If you own mineral rights in central Oklahoma — particularly in Grady, McClain, Canadian, or Garvin County — you're sitting on some of the most actively traded acreage in the country right now. Buyers are competing for SCOOP and STACK minerals, and prices in certain areas have moved significantly over the past 18 months. Whether you inherited these rights from a parent or grandparent, or you've held them yourself for decades, understanding what's happening in this specific market can mean the difference between selling at fair value and leaving real money on the table.
This article covers what the SCOOP and STACK plays actually are, which counties and formations are driving the most value right now, what price ranges look like across different quality tiers, who the major operators are and why that matters to your royalty check, and what the tax implications look like if you do decide to sell. By the end, you'll have enough grounding to ask smart questions and evaluate any offer you receive.
What the SCOOP and STACK Plays Actually Are — and Why They're Not the Same Thing
The SCOOP and STACK are two separate oil and gas plays in central Oklahoma, and buyers treat them differently.

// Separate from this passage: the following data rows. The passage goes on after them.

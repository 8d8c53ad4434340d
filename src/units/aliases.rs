use crate::extract::tokenizer::{is_numeric_literal, tokenize};
use crate::units::error::ConvertError;
use crate::units::types::Unit;
use lazy_static::lazy_static;
use std::collections::HashMap;

/// Surface forms recognized out of the box
const BUILTIN: &[(&str, Unit)] = &[
    ("m", Unit::Meter),
    ("meter", Unit::Meter),
    ("meters", Unit::Meter),
    ("km", Unit::Kilometer),
    ("kilometer", Unit::Kilometer),
    ("kilometers", Unit::Kilometer),
    ("mile", Unit::Mile),
    ("miles", Unit::Mile),
    ("yard", Unit::Yard),
    ("yards", Unit::Yard),
    ("foot", Unit::Foot),
    ("feet", Unit::Foot),
    ("g", Unit::Gram),
    ("gram", Unit::Gram),
    ("grams", Unit::Gram),
    ("kg", Unit::Kilogram),
    ("kilogram", Unit::Kilogram),
    ("kilograms", Unit::Kilogram),
    ("lb", Unit::Pound),
    ("pound", Unit::Pound),
    ("pounds", Unit::Pound),
    ("oz", Unit::Ounce),
    ("ounce", Unit::Ounce),
    ("ounces", Unit::Ounce),
    ("c", Unit::Celsius),
    ("celsius", Unit::Celsius),
    ("f", Unit::Fahrenheit),
    ("fahrenheit", Unit::Fahrenheit),
    ("k", Unit::Kelvin),
    ("kelvin", Unit::Kelvin),
];

lazy_static! {
    static ref BUILTIN_ALIASES: UnitAliases = UnitAliases {
        table: BUILTIN
            .iter()
            .map(|(alias, unit)| (alias.to_string(), *unit))
            .collect(),
    };
}

/// Alias table mapping lower-case surface forms to canonical units.
/// Built once at startup and only read afterwards.
#[derive(Debug, Clone, PartialEq)]
pub struct UnitAliases {
    table: HashMap<String, Unit>,
}

impl UnitAliases {
    /// The built-in table
    pub fn builtin() -> &'static UnitAliases {
        &BUILTIN_ALIASES
    }

    /// Built-in table extended with `extra` (alias -> canonical unit name).
    /// Built-in aliases cannot be remapped.
    pub fn with_extra(extra: &HashMap<String, String>) -> Result<Self, ConvertError> {
        let mut aliases = Self::builtin().clone();

        for (alias, canonical) in extra {
            let key = alias.trim().to_lowercase();
            // Must survive tokenization unchanged or it could never match
            if tokenize(&key) != [key.as_str()] {
                return Err(ConvertError::Config(format!(
                    "alias '{}' is not a single word token",
                    alias
                )));
            }
            if is_numeric_literal(&key) {
                return Err(ConvertError::Config(format!(
                    "alias '{}' would be read as a number",
                    alias
                )));
            }

            let unit: Unit = canonical.parse().map_err(|_| {
                ConvertError::Config(format!(
                    "alias '{}' maps to unknown unit '{}'",
                    alias, canonical
                ))
            })?;

            match aliases.table.get(&key).copied() {
                Some(existing) if existing != unit => {
                    return Err(ConvertError::Config(format!(
                        "alias '{}' already means {}",
                        key, existing
                    )));
                }
                Some(_) => {}
                None => {
                    log::debug!("Registered alias '{}' -> {}", key, unit);
                    aliases.table.insert(key, unit);
                }
            }
        }

        Ok(aliases)
    }

    /// Exact lookup of an already lower-cased token
    pub fn get(&self, token: &str) -> Option<Unit> {
        self.table.get(token).copied()
    }

    /// Resolve user input that may be an alias or a canonical name, any case
    pub fn resolve(&self, input: &str) -> Result<Unit, ConvertError> {
        let lowered = input.trim().to_lowercase();
        self.get(&lowered)
            .or_else(|| lowered.parse().ok())
            .ok_or_else(|| ConvertError::InvalidUnit(input.to_string()))
    }

    /// Aliases of `unit`, sorted shortest first
    pub fn aliases_for(&self, unit: Unit) -> Vec<&str> {
        let mut aliases: Vec<&str> = self
            .table
            .iter()
            .filter(|(_, u)| **u == unit)
            .map(|(alias, _)| alias.as_str())
            .collect();
        aliases.sort_by(|a, b| a.len().cmp(&b.len()).then(a.cmp(b)));
        aliases
    }

    pub fn len(&self) -> usize {
        self.table.len()
    }

    pub fn is_empty(&self) -> bool {
        self.table.is_empty()
    }

    pub fn iter(&self) -> impl Iterator<Item = (&str, Unit)> {
        self.table.iter().map(|(alias, unit)| (alias.as_str(), *unit))
    }
}

impl Default for UnitAliases {
    fn default() -> Self {
        Self::builtin().clone()
    }
}

#[cfg(test)]
mod tests {
    use super::*;

    #[test]
    fn test_every_unit_has_an_alias() {
        let aliases = UnitAliases::builtin();
        for unit in Unit::ALL {
            assert!(
                aliases.aliases_for(unit).contains(&unit.name()),
                "{} is not reachable by its own name",
                unit
            );
        }
        assert_eq!(aliases.len(), BUILTIN.len());
    }

    #[test]
    fn test_resolve_alias_and_canonical() {
        let aliases = UnitAliases::builtin();
        assert_eq!(aliases.resolve("KG").unwrap(), Unit::Kilogram);
        assert_eq!(aliases.resolve("feet").unwrap(), Unit::Foot);
        assert!(aliases.resolve("lbs").is_err());
        assert_eq!(aliases.get("Kg"), None);
    }

    #[test]
    fn test_with_extra_adds_aliases() {
        let mut extra = HashMap::new();
        extra.insert("Metre".to_string(), "meter".to_string());
        extra.insert("lbs".to_string(), "pound".to_string());

        let aliases = UnitAliases::with_extra(&extra).unwrap();
        assert_eq!(aliases.get("metre"), Some(Unit::Meter));
        assert_eq!(aliases.get("lbs"), Some(Unit::Pound));
        assert_eq!(aliases.len(), BUILTIN.len() + 2);
        // The shared built-in table is untouched
        assert_eq!(UnitAliases::builtin().get("lbs"), None);
    }

    #[test]
    fn test_with_extra_rejects_bad_entries() {
        let mut extra = HashMap::new();
        extra.insert("stone".to_string(), "stone".to_string());
        assert!(matches!(
            UnitAliases::with_extra(&extra),
            Err(ConvertError::Config(_))
        ));

        let mut extra = HashMap::new();
        extra.insert("kg".to_string(), "pound".to_string());
        assert!(UnitAliases::with_extra(&extra).is_err());

        let mut extra = HashMap::new();
        extra.insert("12".to_string(), "meter".to_string());
        assert!(UnitAliases::with_extra(&extra).is_err());

        // Re-stating a built-in mapping is harmless
        let mut extra = HashMap::new();
        extra.insert("kg".to_string(), "kilogram".to_string());
        assert!(UnitAliases::with_extra(&extra).is_ok());
    }

    #[test]
    fn test_with_extra_rejects_aliases_that_never_match() {
        for alias in ["", "two words", "k,g", "lb(s)", "lbs.", "5kg", "3.5"] {
            let mut extra = HashMap::new();
            extra.insert(alias.to_string(), "pound".to_string());
            assert!(
                matches!(
                    UnitAliases::with_extra(&extra),
                    Err(ConvertError::Config(_))
                ),
                "alias '{}' should be rejected",
                alias
            );
        }

        // Not a number, so it is an ordinary token
        let mut extra = HashMap::new();
        extra.insert("1.2.3".to_string(), "meter".to_string());
        let aliases = UnitAliases::with_extra(&extra).unwrap();
        assert_eq!(aliases.get("1.2.3"), Some(Unit::Meter));

        // Apostrophes and slashes stay inside a token
        let mut extra = HashMap::new();
        extra.insert("lb's".to_string(), "pound".to_string());
        extra.insert("m/s".to_string(), "meter".to_string());
        assert!(UnitAliases::with_extra(&extra).is_ok());
    }
}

Understanding the distinction matters when you're evaluating an offer on your minerals.
SCOOP stands for South Central Oklahoma Oil Province. It covers primarily Grady, Stephens, Garvin, and McClain counties. The target formations here are the Springer, Woodford, and Sycamore shales — all found at depths ranging from roughly 10,000 to 16,000 feet. The Woodford in particular is a well-known rock: it's thermally mature (meaning the heat and pressure underground have cooked the organic material into oil and gas over millions of years), which produces a mix of oil, natural gas liquids (NGLs), and dry gas depending on exactly where in the play you are. The western, oilier part of the SCOOP in Grady County commands higher prices than the gassier eastern portions.
STACK stands for Sooner Trend Anadarko Basin Canadian and Kingfisher. It covers Canadian, Blaine, Kingfisher, and Dewey counties, with the primary targets being the Meramec and Osage formations in the Anadarko Basin. The STACK sits at shallower depths — roughly 7,000 to 10,000 feet — and has historically been an oil-weighted play, though production economics have shifted with oil price cycles. Canadian County, just west of Oklahoma City, has been particularly active because its proximity to infrastructure lowers operating costs for producers.

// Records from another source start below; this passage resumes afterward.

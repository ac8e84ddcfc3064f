//! Thumbnail generation.

use std::path::{Path, PathBuf};

use image::RgbImage;

use crate::error::{MediaError, MediaResult};

/// Write `frame` as a JPEG thumbnail.
pub async fn write_thumbnail(frame: &RgbImage, output_path: impl AsRef<Path>) -> MediaResult<()> {
    let frame = frame.clone();
    let output_path: PathBuf = output_path.as_ref().to_path_buf();

    if let Some(parent) = output_path.parent().filter(|p| !p.as_os_str().is_empty()) {
        tokio::fs::create_dir_all(parent).await?;
    }

    tokio::task::spawn_blocking(move || {
        frame.save_with_format(&output_path, image::ImageFormat::Jpeg)
    })
    .await
    .map_err(|e| MediaError::internal(format!("thumbnail writer panicked: {}", e)))??;

    Ok(())
}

Why does this distinction matter to you as a mineral owner? Because buyers underwrite SCOOP and STACK acreage differently. A mineral buyer looking at your Grady County SCOOP interest in the oily window is running a completely different economic model than one looking at your Canadian County STACK interest. When you receive an offer, knowing which play and which formation your minerals sit in gives you the first anchor point for evaluating whether that offer is reasonable.

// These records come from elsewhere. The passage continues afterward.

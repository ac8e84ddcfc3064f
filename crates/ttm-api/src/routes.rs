//! API routes.

use axum::extract::DefaultBodyLimit;
use axum::middleware;
use axum::routing::{delete, get, post};
use axum::Router;
use metrics_exporter_prometheus::PrometheusHandle;
use tower_http::limit::RequestBodyLimitLayer;

use crate::handlers::{cancel_job, delete_job, download, generate, get_status, health, ready};
use crate::metrics::metrics_middleware;
use crate::middleware::{
    cors_layer, redact_internal_errors, request_id, request_logging, security_headers,
};
use crate::state::AppState;

/// Create the API router.
pub fn create_router(state: AppState, metrics_handle: Option<PrometheusHandle>) -> Router {
    let ttm_routes = Router::new()
        .route("/generate", post(generate))
        .route("/status/:job_id", get(get_status))
        .route("/download/:job_id", get(download))
        .route("/job/:job_id", delete(delete_job))
        .route("/job/:job_id/cancel", post(cancel_job));

    let health_routes = Router::new()
        .route("/health", get(health))
        .route("/ready", get(ready));

    // Metrics endpoint (if enabled)
    let metrics_routes = if let Some(handle) = metrics_handle {
        Router::new().route("/metrics", get(move || async move { handle.render() }))
    } else {
        Router::new()
    };

    Router::new()
        .nest("/api/ttm", ttm_routes)
        .merge(health_routes)
        .merge(metrics_routes)
        .layer(middleware::from_fn_with_state(
            state.config.clone(),
            redact_internal_errors,
        ))
        // Uploads are bounded by the configured limit instead of axum's 2 MB default
        .layer(DefaultBodyLimit::disable())
        .layer(RequestBodyLimitLayer::new(state.config.max_body_size))
        .layer(middleware::from_fn(metrics_middleware))
        .layer(middleware::from_fn(security_headers))
        .layer(middleware::from_fn(request_id))
        .layer(middleware::from_fn(request_logging))
        .layer(cors_layer(&state.config.cors_origins))
        .with_state(state)
}

#[cfg(test)]
mod tests {
    use super::*;
    use crate::config::ApiConfig;
    use async_trait::async_trait;
    use axum::body::{to_bytes, Body};
    use axum::http::{Request, StatusCode};
    use image::{DynamicImage, RgbImage};
    use std::path::Path;
    use std::sync::Arc;
    use tower::ServiceExt;
    use ttm_media::{FrameEncoder, MediaResult};
    use ttm_models::{GenerationResult, JobId, JobStatus};
    use ttm_pipeline::{InferencePipeline, InferenceRequest, PipelineError, PipelineResult};
    use ttm_worker::{GenerationDeps, GenerationService, JobExecutor, WorkerConfig};

    const BOUNDARY: &str = "ttm-test-boundary";

    struct StubPipeline {
        ready: bool,
    }

    #[async_trait]
    impl InferencePipeline for StubPipeline {
        fn spatial_modulus(&self) -> u32 {
            16
        }

        async fn is_ready(&self) -> bool {
            self.ready
        }

        async fn infer(&self, _request: InferenceRequest) -> PipelineResult<Vec<RgbImage>> {
            Err(PipelineError::unavailable("stub"))
        }
    }

    struct NoopEncoder;

    #[async_trait]
    impl FrameEncoder for NoopEncoder {
        async fn encode(&self, _frames: Vec<DynamicImage>, _fps: u32, _output: &Path) -> MediaResult<()> {
            Ok(())
        }
    }

    /// Router whose executor is never started, so accepted jobs stay pending.
    /// The executor is returned to keep the queue open.
    fn app(ready: bool) -> (Router, (tempfile::TempDir, JobExecutor)) {
        let (router, _, guard) = app_with_service(ready);
        (router, guard)
    }

    fn app_with_service(
        ready: bool,
    ) -> (Router, GenerationService, (tempfile::TempDir, JobExecutor)) {
        let dir = tempfile::tempdir().unwrap();
        let config = WorkerConfig {
            work_dir: dir.path().join("work"),
            output_dir: dir.path().join("out"),
            ..WorkerConfig::default()
        };
        let deps = GenerationDeps {
            pipeline: Arc::new(StubPipeline { ready }),
            encoder: Arc::new(NoopEncoder),
            artifacts: None,
        };
        let (service, executor) = GenerationService::new(config, deps);
        let state = AppState::new(ApiConfig::default(), service.clone());
        (create_router(state, None), service, (dir, executor))
    }

    fn png() -> Vec<u8> {
        let mut buf = std::io::Cursor::new(Vec::new());
        RgbImage::new(32, 32)
            .write_to(&mut buf, image::ImageFormat::Png)
            .unwrap();
        buf.into_inner()
    }

    fn multipart(image_type: &str, request_json: Option<&str>) -> Body {
        let mut body = Vec::new();
        body.extend_from_slice(
            format!(
                "--{b}\r\nContent-Disposition: form-data; name=\"image\"; filename=\"in.png\"\r\nContent-Type: {t}\r\n\r\n",
                b = BOUNDARY,
                t = image_type
            )
            .as_bytes(),
        );
        body.extend_from_slice(&png());
        body.extend_from_slice(b"\r\n");
        if let Some(json) = request_json {
            body.extend_from_slice(
                format!(
                    "--{b}\r\nContent-Disposition: form-data; name=\"request_json\"\r\n\r\n{j}\r\n",
                    b = BOUNDARY,
                    j = json
                )
                .as_bytes(),
            );
        }
        body.extend_from_slice(format!("--{}--\r\n", BOUNDARY).as_bytes());
        Body::from(body)
    }

    fn generate_request(image_type: &str, request_json: Option<&str>) -> Request<Body> {
        Request::builder()
            .method("POST")
            .uri("/api/ttm/generate")
            .header(
                "content-type",
                format!("multipart/form-data; boundary={}", BOUNDARY),
            )
            .body(multipart(image_type, request_json))
            .unwrap()
    }

    fn simple(method: &str, uri: &str) -> Request<Body> {
        Request::builder()
            .method(method)
            .uri(uri)
            .body(Body::empty())
            .unwrap()
    }

    async fn json(response: axum::response::Response) -> serde_json::Value {
        let bytes = to_bytes(response.into_body(), usize::MAX).await.unwrap();
        serde_json::from_slice(&bytes).unwrap()
    }

    const OBJECT_JSON: &str = r#"{"motion_type":"object","prompt":"a ball rolling","trajectory":[{"x":0.1,"y":0.5},{"x":0.9,"y":0.5}]}"#;

    async fn accept(app: &Router) -> String {
        let response = app
            .clone()
            .oneshot(generate_request("image/png", Some(OBJECT_JSON)))
            .await
            .unwrap();
        assert_eq!(response.status(), StatusCode::OK);
        let body = json(response).await;
        assert_eq!(body["status"], "pending");
        assert_eq!(body["progress"], 0.0);
        body["job_id"].as_str().unwrap().to_string()
    }

    #[tokio::test]
    async fn test_health() {
        let (app, _guard) = app(true);
        let response = app.oneshot(simple("GET", "/health")).await.unwrap();

        assert_eq!(response.status(), StatusCode::OK);
        assert_eq!(
            response.headers().get("x-content-type-options").unwrap(),
            "nosniff"
        );
        assert!(response.headers().contains_key("x-request-id"));
        assert_eq!(json(response).await["status"], "healthy");
    }

    #[tokio::test]
    async fn test_ready_reports_unloaded_model() {
        let (app, _guard) = app(false);
        let response = app.oneshot(simple("GET", "/ready")).await.unwrap();

        assert_eq!(response.status(), StatusCode::SERVICE_UNAVAILABLE);
        assert_eq!(json(response).await["model_loaded"], false);
    }

    #[tokio::test]
    async fn test_generate_then_poll() {
        let (app, _guard) = app(true);
        let job_id = accept(&app).await;

        let response = app
            .oneshot(simple("GET", &format!("/api/ttm/status/{}", job_id)))
            .await
            .unwrap();
        assert_eq!(response.status(), StatusCode::OK);
        let body = json(response).await;
        assert_eq!(body["job_id"], job_id.as_str());
        assert_eq!(body["status"], "pending");
    }

    #[tokio::test]
    async fn test_generate_rejects_bad_input() {
        let (app, _guard) = app(true);

        let missing = app
            .clone()
            .oneshot(generate_request("image/png", None))
            .await
            .unwrap();
        assert_eq!(missing.status(), StatusCode::BAD_REQUEST);
        assert_eq!(json(missing).await["detail"], "request_json is required");

        let not_image = app
            .clone()
            .oneshot(generate_request("text/plain", Some(OBJECT_JSON)))
            .await
            .unwrap();
        assert_eq!(not_image.status(), StatusCode::BAD_REQUEST);

        let out_of_range = r#"{"motion_type":"object","prompt":"x","trajectory":[{"x":0.1,"y":0.1}],"tweak_index":75}"#;
        let invalid = app
            .oneshot(generate_request("image/png", Some(out_of_range)))
            .await
            .unwrap();
        assert_eq!(invalid.status(), StatusCode::BAD_REQUEST);
        assert_eq!(
            json(invalid).await["detail"],
            "tweak_index must be between 0 and 50"
        );
    }

    #[tokio::test]
    async fn test_generate_unavailable_when_model_not_loaded() {
        let (app, _guard) = app(false);
        let response = app
            .oneshot(generate_request("image/png", Some(OBJECT_JSON)))
            .await
            .unwrap();

        assert_eq!(response.status(), StatusCode::SERVICE_UNAVAILABLE);
        assert_eq!(json(response).await["detail"], "Model not loaded");
    }

    #[tokio::test]
    async fn test_unknown_job() {
        let (app, _guard) = app(true);

        for (method, uri) in [
            ("GET", "/api/ttm/status/nope"),
            ("GET", "/api/ttm/download/nope"),
            ("DELETE", "/api/ttm/job/nope"),
        ] {
            let response = app.clone().oneshot(simple(method, uri)).await.unwrap();
            assert_eq!(response.status(), StatusCode::NOT_FOUND, "{} {}", method, uri);
            assert_eq!(json(response).await["detail"], "Job not found");
        }
    }

    #[tokio::test]
    async fn test_download_before_completion() {
        let (app, _guard) = app(true);
        let job_id = accept(&app).await;

        let response = app
            .oneshot(simple("GET", &format!("/api/ttm/download/{}", job_id)))
            .await
            .unwrap();
        assert_eq!(response.status(), StatusCode::BAD_REQUEST);
        assert_eq!(json(response).await["detail"], "Video not ready");
    }

    #[tokio::test]
    async fn test_download_streams_local_video() {
        let (app, service, guard) = app_with_service(true);
        let job_id = JobId::from_string(accept(&app).await);

        let video = guard.0.path().join("out").join(format!("{}.mp4", job_id));
        tokio::fs::create_dir_all(video.parent().unwrap()).await.unwrap();
        let contents: Vec<u8> = (0..100_000u32).map(|i| (i % 251) as u8).collect();
        tokio::fs::write(&video, &contents).await.unwrap();

        let store = service.store();
        store.set_status(&job_id, JobStatus::Processing).await.unwrap();
        store
            .finish(
                &job_id,
                GenerationResult::completed(video.display().to_string(), "", 16, 16, 1.0),
            )
            .await
            .unwrap();

        let response = app
            .oneshot(simple("GET", &format!("/api/ttm/download/{}", job_id)))
            .await
            .unwrap();
        assert_eq!(response.status(), StatusCode::OK);
        assert_eq!(response.headers().get("content-type").unwrap(), "video/mp4");
        assert_eq!(
            response.headers().get("content-length").unwrap(),
            contents.len().to_string().as_str()
        );
        assert_eq!(
            response.headers().get("content-disposition").unwrap(),
            format!("attachment; filename=\"ttm_{}.mp4\"", job_id).as_str()
        );

        let body = to_bytes(response.into_body(), usize::MAX).await.unwrap();
        assert_eq!(body.as_ref(), contents.as_slice());
    }

    #[tokio::test]
    async fn test_delete_job() {
        let (app, _guard) = app(true);
        let job_id = accept(&app).await;
        let uri = format!("/api/ttm/job/{}", job_id);

        let response = app.clone().oneshot(simple("DELETE", &uri)).await.unwrap();
        assert_eq!(response.status(), StatusCode::OK);
        assert_eq!(json(response).await["status"], "deleted");

        let again = app.oneshot(simple("DELETE", &uri)).await.unwrap();
        assert_eq!(again.status(), StatusCode::NOT_FOUND);
    }

    #[tokio::test]
    async fn test_cancel_pending_job() {
        let (app, _guard) = app(true);
        let job_id = accept(&app).await;
        let uri = format!("/api/ttm/job/{}/cancel", job_id);

        let response = app.clone().oneshot(simple("POST", &uri)).await.unwrap();
        assert_eq!(response.status(), StatusCode::OK);
        let body = json(response).await;
        assert_eq!(body["status"], "failed");
        assert_eq!(body["result"]["error"], "Job cancelled");

        let again = app.oneshot(simple("POST", &uri)).await.unwrap();
        assert_eq!(again.status(), StatusCode::CONFLICT);
    }
}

Current Market Conditions and Price Ranges by County
Mineral rights are typically priced in dollars per net mineral acre (NMA). A net mineral acre is a measure of your actual ownership interest — if you own a 1/8 royalty interest in 80 acres, you own roughly 10 net mineral acres. Offers are almost always quoted on a per-NMA basis, so that's the number to focus on.
As of mid-2025, here's a realistic picture of where SCOOP/STACK mineral prices are trading across key counties:
Grady County (SCOOP core): This is the most sought-after county in the SCOOP right now. Minerals with active production and proved undeveloped drilling locations (PUDs — meaning a buyer believes more wells will be drilled on your acreage) in the oily Springer and Woodford window are trading in the range of $8,000 to $18,000 per NMA, with some exceptional packages — those with multiple operators, stacked pay zones, and recent high-IP wells nearby — pushing above that. Minerals without current production but in good drilling units can still bring $3,000 to $6,000 per NMA depending on proximity to active wells.
McClain County (SCOOP): Slightly south of Grady, McClain County has seen strong activity from Continental Resources. Pricing here generally runs $5,000 to $12,000 per NMA for producing minerals in the Woodford window. Non-producing minerals in active drilling units are trading around $2,000 to $5,000 per NMA.
Garvin County (SCOOP): Garvin County sits in the transition zone between the oily and gassy parts of the SCOOP. Values are more variable here — producing minerals with good oil cuts can fetch $4,000 to $9,000 per NMA, while gassier acreage (where more of your royalty income comes from natural gas rather than oil) trades at a discount, often $1,500 to $4,000 per NMA. Natural gas prices have been under pressure in 2024-2025, which has dampened enthusiasm for gas-heavy acreage.
Canadian County (STACK): Canadian County STACK minerals have been active. The play is more mature here — meaning a lot of the primary development wells have already been drilled — so buyers are focused on recompletion potential and secondary zones. Producing minerals are trading roughly $4,000 to $10,000 per NMA. Undeveloped minerals in areas where the Meramec has already been heavily drilled carry more risk and may come in lower.
Kingfisher and Blaine Counties (STACK): These counties see less buyer competition than Canadian County. Pricing tends to run $2,000 to $6,000 per NMA for producing interests, with undeveloped acreage harder to move at strong prices unless there's a clear nearby operator with announced drilling plans.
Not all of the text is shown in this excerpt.